The Harlequin is still out on Antelope Island.


----------



## wyogoob (Sep 7, 2007)

*Re: Harlequin Duck sighted on Antelope Is. Causeway*

There are now two Harlequins at the Antelope Island State Park; a juvenile and an adult female.


----------



## Billcollector (Oct 31, 2007)

*Re: Harlequin Duck sighted on Antelope Is. Causeway*


































all these birds shot within 150 miles of here


----------



## stuckduck (Jan 31, 2008)

*Re: Harlequin Duck sighted on Antelope Is. Causeway*

I didnt know you got a surf scooter!!!!!! That is awesome!!! my bet is you will have a harli here soon!!!!!!!!!


----------



## Longgun (Sep 7, 2007)

*Re: Harlequin Duck sighted on Antelope Is. Causeway*

some fine trophys there dude!

hey, were you at FB on the 6th? i believe you had just loaded your boat as i was getting there with mine??


----------



## king eider (Aug 20, 2009)

*Re: Harlequin Duck sighted on Antelope Is. Causeway*

Bad a$$ there Glade!!!! i remember that bottom photo all two well!! super jealous of the skunk head!!! congrats bud!!


----------



## Billcollector (Oct 31, 2007)

*Re: Harlequin Duck sighted on Antelope Is. Causeway*



Longgun said:


> some fine trophys there dude!
> 
> hey, were you at FB on the 6th? i believe you had just loaded your boat as i was getting there with mine??


Why yes i was! That place needs an influx of birds bad.


----------



## dkhntrdstn (Sep 7, 2007)

*Re: Harlequin Duck sighted on Antelope Is. Causeway*



Billcollector said:


> Longgun said:
> 
> 
> > some fine trophys there dude!
> ...


Some more showed up over the weekend.But still need a ton more.


----------



## wyogoob (Sep 7, 2007)

*Re: Harlequin Duck sighted on Antelope Is. Causeway*

There are two Harlequins on Antelope Island. Looks as though one is moulting into a juvenile male.


----------



## stuckduck (Jan 31, 2008)

*Re: Harlequin Duck sighted on Antelope Is. Causeway*

If Im not mistaken and I know there is a few guys out there that know more than me. but it takes 3 or so years for Harlis to mature. When I was in Alaska I shot one that was more mature looking than the one in the photo but not as mature as the second one I shot. hopefully the bird will not get harvested for a couple of years to reach full plumage and then some body will truly have a trophy bird to harvest!


----------



## Longgun (Sep 7, 2007)

Billcollector said:


> Longgun said:
> 
> 
> > some fine trophys there dude!
> ...


dang, i knew that was you but i wasnt 100% sure.


----------



## wyogoob (Sep 7, 2007)

The male Harlequin molt continues.

http://www.pbase.com/phiggins/duck_harlequin11012011


----------



## Longgun (Sep 7, 2007)

man i hope people can excercise some restraint and give these special visitors a pass if given the opprutunity to lay into em'...

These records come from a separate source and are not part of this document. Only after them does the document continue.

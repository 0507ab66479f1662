use indexmap::IndexMap;

use crate::conversation::MessageRole;
use crate::lexer::Span;

#[derive(Debug, Clone, PartialEq)]
pub struct Document {
    pub nodes: Vec<Node>,
}

#[derive(Debug, Clone, PartialEq)]
pub enum Node {
    /// Leading `---` section, already parsed. Only valid as the first node of
    /// a document.
    Config {
        entries: IndexMap<String, serde_json::Value>,
        span: Span,
    },
    Text {
        value: String,
        span: Span,
    },
    Mustache {
        expr: Expr,
        span: Span,
    },
    If(IfBlock),
    Each(EachBlock),
    Tag(Tag),
}

impl Node {
    pub fn span(&self) -> Span {
        match self {
            Node::Config { span, .. } | Node::Text { span, .. } | Node::Mustache { span, .. } => *span,
            Node::If(block) => block.span,
            Node::Each(block) => block.span,
            Node::Tag(tag) => tag.span,
        }
    }

    pub fn type_name(&self) -> &'static str {
        match self {
            Node::Config { .. } => "Config",
            Node::Text { .. } => "Text",
            Node::Mustache { .. } => "Mustache",
            Node::If(_) => "IfBlock",
            Node::Each(_) => "EachBlock",
            Node::Tag(_) => "Tag",
        }
    }

    pub fn is_blank_text(&self) -> bool {
        matches!(self, Node::Text { value, .. } if value.trim().is_empty())
    }
}

#[derive(Debug, Clone, PartialEq)]
pub struct IfBlock {
    pub condition: Expr,
    pub consequent: Vec<Node>,
    pub alternates: Vec<Alternate>,
    pub span: Span,
}

#[derive(Debug, Clone, PartialEq)]
pub enum Alternate {
    ElseIf { condition: Expr, body: Vec<Node> },
    Else { body: Vec<Node> },
}

#[derive(Debug, Clone, PartialEq)]
pub struct EachBlock {
    pub iterable: Expr,
    pub item: Pattern,
    pub index: Option<Ident>,
    pub body: Vec<Node>,
    /// `{:else}` body, used when there is nothing to iterate.
    pub fallback: Option<Vec<Node>>,
    pub span: Span,
}

#[derive(Debug, Clone, PartialEq)]
pub struct Ident {
    pub name: String,
    pub span: Span,
}

/// Binding target of an each block.
#[derive(Debug, Clone, PartialEq)]
pub enum Pattern {
    Ident(Ident),
    Object(Vec<(Ident, Pattern)>), // { key: pattern }, shorthand binds the key
    Array(Vec<Pattern>),
}

#[derive(Debug, Clone, PartialEq)]
pub struct Tag {
    pub kind: TagKind,
    pub name: String,
    pub attributes: Attributes,
    pub children: Vec<Node>,
    pub span: Span,
}

pub type Attributes = IndexMap<String, Attribute>;

#[derive(Debug, Clone, PartialEq)]
pub struct Attribute {
    pub value: AttributeValue,
    pub span: Span,
}

#[derive(Debug, Clone, PartialEq)]
pub enum AttributeValue {
    /// Present without a value, as in `<user hidden>`.
    Flag,
    Static(String),
    Expr(Expr),
}

#[derive(Debug, Clone, Copy, PartialEq, Eq)]
pub enum ContentKind {
    Text,
    Image,
}

impl ContentKind {
    pub fn from_name(name: &str) -> Option<Self> {
        match name {
            "text" => Some(ContentKind::Text),
            "image" => Some(ContentKind::Image),
            _ => None,
        }
    }
}

#[derive(Debug, Clone, Copy, PartialEq, Eq)]
pub enum TagKind {
    /// `<message role=...>` carries `None`; role shorthands like `<user>`
    /// carry their role.
    Message(Option<MessageRole>),
    /// `<content type=...>` carries `None`; `<text>` and `<image>` carry
    /// their kind.
    Content(Option<ContentKind>),
    ToolCall,
    Reference,
    Generic,
}

impl TagKind {
    pub fn from_name(name: &str) -> Self {
        match name {
            "message" => TagKind::Message(None),
            "content" => TagKind::Content(None),
            "tool-call" => TagKind::ToolCall,
            "reference" | "ref" => TagKind::Reference,
            other => match (other.parse::<MessageRole>(), ContentKind::from_name(other)) {
                (Ok(role), _) => TagKind::Message(Some(role)),
                (_, Some(kind)) => TagKind::Content(Some(kind)),
                _ => TagKind::Generic,
            },
        }
    }

    /// Attributes that may only hold literal text on this tag.
    pub fn static_attributes(&self) -> &'static [&'static str] {
        match self {
            TagKind::Reference => &["prompt"],
            TagKind::Content(None) => &["type"],
            _ => &[],
        }
    }
}

#[derive(Debug, Clone, PartialEq)]
pub struct Expr {
    pub kind: ExprKind,
    pub span: Span,
}

#[derive(Debug, Clone, PartialEq)]
pub enum ExprKind {
    Literal(Literal),
    Identifier(String),
    Member {
        object: Box<Expr>,
        property: Property,
        optional: bool,
    },
    Array(Vec<Element>),
    Object(Vec<ObjectEntry>),
    Call {
        callee: Box<Expr>,
        args: Vec<Element>,
    },
    Unary {
        op: UnaryOp,
        operand: Box<Expr>,
    },
    Binary {
        op: BinaryOp,
        left: Box<Expr>,
        right: Box<Expr>,
    },
    Conditional {
        test: Box<Expr>,
        consequent: Box<Expr>,
        alternate: Box<Expr>,
    },
    Assignment {
        target: Box<Expr>,
        op: AssignOp,
        value: Box<Expr>,
    },
    Update {
        target: Box<Expr>,
        op: UpdateOp,
        prefix: bool,
    },
}

impl Expr {
    /// Assignments and updates are evaluated for their effect and print
    /// nothing.
    pub fn is_side_effect(&self) -> bool {
        matches!(self.kind, ExprKind::Assignment { .. } | ExprKind::Update { .. })
    }
}

#[derive(Debug, Clone, PartialEq)]
pub enum Literal {
    Null,
    Bool(bool),
    Number(f64),
    String(String),
}

#[derive(Debug, Clone, PartialEq)]
pub enum Property {
    Named(String),
    Computed(Box<Expr>),
}

/// Array element or call argument, optionally spread with `...`.
#[derive(Debug, Clone, PartialEq)]
pub struct Element {
    pub expr: Expr,
    pub spread: bool,
}

#[derive(Debug, Clone, PartialEq)]
pub enum ObjectEntry {
    Property { key: ObjectKey, value: Expr },
    Spread(Expr),
}

#[derive(Debug, Clone, PartialEq)]
pub enum ObjectKey {
    Named(String),
    Computed(Expr),
}

#[derive(Debug, Clone, Copy, PartialEq, Eq)]
pub enum UnaryOp {
    Not,
    Neg,
    Plus,
    TypeOf,
    BitNot,
}

#[derive(Debug, Clone, Copy, PartialEq, Eq)]
pub enum BinaryOp {
    Add,
    Sub,
    Mul,
    Div,
    Rem,
    Pow,
    Eq,
    NotEq,
    StrictEq,
    StrictNotEq,
    Lt,
    LtEq,
    Gt,
    GtEq,
    And,
    Or,
    Nullish,
    // Parsed so templates get a precise error; never evaluated.
    BitAnd,
    BitOr,
    BitXor,
    Shl,
    Shr,
    UShr,
    In,
    InstanceOf,
}

impl BinaryOp {
    pub fn as_str(&self) -> &'static str {
        match self {
            BinaryOp::Add => "+",
            BinaryOp::Sub => "-",
            BinaryOp::Mul => "*",
            BinaryOp::Div => "/",
            BinaryOp::Rem => "%",
            BinaryOp::Pow => "**",
            BinaryOp::Eq => "==",
            BinaryOp::NotEq => "!=",
            BinaryOp::StrictEq => "===",
            BinaryOp::StrictNotEq => "!==",
            BinaryOp::Lt => "<",
            BinaryOp::LtEq => "<=",
            BinaryOp::Gt => ">",
            BinaryOp::GtEq => ">=",
            BinaryOp::And => "&&",
            BinaryOp::Or => "||",
            BinaryOp::Nullish => "??",
            BinaryOp::BitAnd => "&",
            BinaryOp::BitOr => "|",
            BinaryOp::BitXor => "^",
            BinaryOp::Shl => "<<",
            BinaryOp::Shr => ">>",
            BinaryOp::UShr => ">>>",
            BinaryOp::In => "in",
            BinaryOp::InstanceOf => "instanceof",
        }
    }
}

#[derive(Debug, Clone, Copy, PartialEq, Eq)]
pub enum AssignOp {
    Assign,
    Add,
    Sub,
    Mul,
    Div,
    Rem,
}

impl AssignOp {
    pub fn as_str(&self) -> &'static str {
        match self {
            AssignOp::Assign => "=",
            AssignOp::Add => "+=",
            AssignOp::Sub => "-=",
            AssignOp::Mul => "*=",
            AssignOp::Div => "/=",
            AssignOp::Rem => "%=",
        }
    }
}

#[derive(Debug, Clone, Copy, PartialEq, Eq)]
pub enum UpdateOp {
    Increment,
    Decrement,
}

impl UpdateOp {
    pub fn as_str(&self) -> &'static str {
        match self {
            UpdateOp::Increment => "++",
            UpdateOp::Decrement => "--",
        }
    }
}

sure would be nice to see our "very own" Blue Duck around here.


----------



## wyogoob (Sep 7, 2007)

There are now 3 Harleys at the Antelope Island State Park; 2 females and 1 male.


----------



## mallardbreath (Nov 12, 2007)

There's also two surf scooters out there too 8)


----------



## wyogoob (Sep 7, 2007)

mallardbreath said:


> There's also two surf scooters out there too 8)


Yeah, ones an all-decked-out breeding male.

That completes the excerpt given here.